Justiça nega liberdade a acusado de matar técnico agropecuário para roubar

Michel Faustino
 Anderson Ricardo de Arruda Silva teve o habeas corpus negado pela Justiça. (Foto: Arquivo) Anderson Ricardo de Arruda Silva teve o habeas corpus negado pela Justiça. (Foto: Arquivo)

Os desembargadores da 3ª Câmara Criminal do TJMS (Tribunal de Justiça de Mato Grosso do Sul) negaram pedido de habeas corpus, com pedido de liminar, a Anderson Ricardo de Arruda Silva, 28 anos, acusado de matar técnico agropecuário Carlos Guilherme dos Santos Bertoldo, 30 anos. O crime ocorreu na noite do dia 24 de janeiro, na Avenida Duque de Caxias, na Vila Eliane, em Campo Grande.

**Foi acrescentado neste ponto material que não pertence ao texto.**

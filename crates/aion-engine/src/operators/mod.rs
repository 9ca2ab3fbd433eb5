//! Streaming query operators.
//!
//! Every operator is a single-threaded cooperative iterator: `advance()`
//! moves to the next solution, `current()` borrows it. Nothing
//! materializes results unless the semantics require it (ORDER BY, hash
//! join build sides, aggregation, path closures). Errors from storage are
//! terminal; value-level errors drop rows.

pub mod aggregate;
pub mod bgp;
pub mod filter;
pub mod modifiers;
pub mod optional;
pub mod path;
pub mod scan;
pub mod union;

use crate::solution::Solution;
use aion_common::term::{PatternTerm, TriplePattern};
use aion_common::Result;

/// A pull-based solution stream.
pub trait SolutionIter {
    /// Advances to the next solution. Ok(false) is the end of the
    /// stream; errors (including `Cancelled`) are terminal.
    fn advance(&mut self) -> Result<bool>;

    /// The solution the iterator is positioned on. Only valid after
    /// `advance` returned true.
    fn current(&self) -> &Solution;
}

/// A boxed operator, the unit of composition.
pub type BoxedSolutionIter<'a> = Box<dyn SolutionIter + 'a>;

impl<'a> SolutionIter for BoxedSolutionIter<'a> {
    fn advance(&mut self) -> Result<bool> {
        (**self).advance()
    }

    fn current(&self) -> &Solution {
        (**self).current()
    }
}

/// Substitutes a solution's bindings into a pattern, turning bound
/// variables into ground terms.
pub fn substitute(pattern: &TriplePattern, solution: &Solution) -> TriplePattern {
    let position = |term: PatternTerm| match term {
        PatternTerm::Var(v) => match solution.get(v) {
            Some(atom) => PatternTerm::Bound(atom),
            None => PatternTerm::Var(v),
        },
        other => other,
    };
    TriplePattern {
        subject: position(pattern.subject),
        predicate: position(pattern.predicate),
        object: position(pattern.object),
        graph: pattern.graph,
    }
}

/// Emits one fixed solution, then ends. The identity of joins and the
/// seed for an empty WHERE clause.
pub struct SingletonIter {
    solution: Solution,
    emitted: bool,
}

impl SingletonIter {
    /// Creates an iterator yielding exactly `solution`.
    pub fn new(solution: Solution) -> Self {
        Self {
            solution,
            emitted: false,
        }
    }
}

impl SolutionIter for SingletonIter {
    fn advance(&mut self) -> Result<bool> {
        if self.emitted {
            return Ok(false);
        }
        self.emitted = true;
        Ok(true)
    }

    fn current(&self) -> &Solution {
        &self.solution
    }
}

/// Drains an iterator into a vector. Used where materialization is
/// semantically required (hash join builds, WHERE bindings, tests).
pub fn collect_solutions(iter: &mut dyn SolutionIter) -> Result<Vec<Solution>> {
    let mut out = Vec::new();
    while iter.advance()? {
        out.push(iter.current().clone());
    }
    Ok(out)
}
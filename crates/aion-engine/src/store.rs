//! The store facade: multi-index coordination, the quad layer, and the
//! pattern-matching scan that feeds every query operator.

use crate::select::{choose_order, key_range};
use crate::stats::FrequencyStats;
use aion_atoms::AtomStore;
use aion_buffer::{PageCache, PageCacheStats};
use aion_common::cancel::CancelToken;
use aion_common::config::StoreOptions;
use aion_common::key::{
    decode_key, encode_key, EntryLayout, EntryMeta, IndexOrder, KeyComponents, TemporalFilter,
};
use aion_common::page::PAGE_SIZE;
use aion_common::term::{
    is_variable, Atom, PatternTerm, Quad, TriplePattern, ATOM_MAX, DEFAULT_GRAPH,
};
use aion_common::time::now_millis;
use aion_common::{AionError, Result};
use aion_storage::{BTree, DiskManager, DiskManagerConfig, TreeScan};
use parking_lot::{Mutex, MutexGuard, RwLock};
use std::path::{Path, PathBuf};
use std::sync::Arc;

/// File stem of the shared atom store within a store directory.
const ATOMS_STEM: &str = "store.tdb.atoms";

/// An embedded bitemporal RDF quad store.
///
/// One atom store plus one B+tree per maintained index order, coordinated
/// so every index holds the identical logical set. Writes are serialized
/// by a single-writer lock; readers snapshot roots per scan and are never
/// blocked.
pub struct Store {
    options: StoreOptions,
    dir: PathBuf,
    disk: Arc<DiskManager>,
    cache: Arc<PageCache>,
    atoms: RwLock<AtomStore>,
    /// Trees in the order of `orders`; index 0 is the canonical
    /// (SPO/SPOT) tree whose entry count is the triple count.
    trees: Vec<BTree>,
    orders: &'static [IndexOrder],
    /// The single-writer lock serializing all structural mutations.
    writer: Mutex<()>,
    stats: RwLock<FrequencyStats>,
}

/// A primitive mutation with enough context to reverse it. Batches log
/// these and roll back in reverse order when a step fails.
pub(crate) enum PrimOp {
    /// Undo by deleting the key from every index.
    Insert(KeyComponents),
    /// Undo by reinserting the captured entry into every index.
    Remove(KeyComponents, u64, EntryMeta),
    /// Undo by restoring the captured metadata in every index.
    SetMeta(KeyComponents, EntryMeta),
}
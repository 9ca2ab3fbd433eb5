//! Aion common types, errors, and utilities.
//!
//! This crate provides shared definitions used across all Aion components:
//! the error model, page structures, RDF term and atom types, and the
//! composite key model shared by every index order.

pub mod cancel;
pub mod config;
pub mod error;
pub mod key;
pub mod page;
pub mod term;
pub mod time;

pub use cancel::CancelToken;
pub use config::{CacheConfig, StoreOptions};
pub use error::{AionError, ErrorKind, Result};
pub use key::{EntryLayout, EntryMeta, IndexOrder, KeyBuf, TemporalFilter};
pub use page::{PageHeader, PageId, PAGE_SIZE};
pub use term::{Atom, PatternTerm, Quad, TriplePattern, VarId, ATOM_MAX, ATOM_MIN, DEFAULT_GRAPH};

A defesa do acusado sustentou que a prisão preventiva de mais de 60 dias é infundada e Anderson tem condições pessoais favoráveis pelo fato de ser réu primária, ter bons antecedentes, ocupação licita e residência fixa.

Conforme os autos, o acusado mais três homens, que estavam em duas motocicletas, abordaram a vítima e sua esposa na Avenida Duque de Caxias, esquina com a Avenida Capibaribe e anunciaram o assalto. Dois passageiros desceram e foram em direção à vítima.

Carlos Guilherme teria concordado em entregar o veículo e a carteira e desceu da picape com a esposa. Quando a vítima viu o suspeito tentando colocar a mulher dentro da Strada novamente, pegou uma faca que estava no veículo e desferiu o golpe que acertou o braço dele.

Ao ver que o autor estava armado e iria atirar, Carlos tentou fugir e foi atingido por um dos disparos no peito esquerdo, na altura do coração. A vítima foi socorrida pelo Samu e levada à UPA (Unidade de Pronto Atendimento) da Vila Almeida, onde já chegou sem vida.

Além de Anderson, William de Jesus Souza, 22 anos, foi reconhecido pela esposa da vítima e confessou o crime. A Polícia Civil pediu a prisão temporária dele, mas, a Justiça negou. O outro suspeito, identificado foi identificado como "Bim Bim".

Em sua decisão, relator do processo, desembargador Dorival Moreira dos Santos, afirmou que não restam duvidas sobre a participação e materialidade do crime. O relator justificou que a prisão preventiva é necessária para manter em seguro a ordem pública.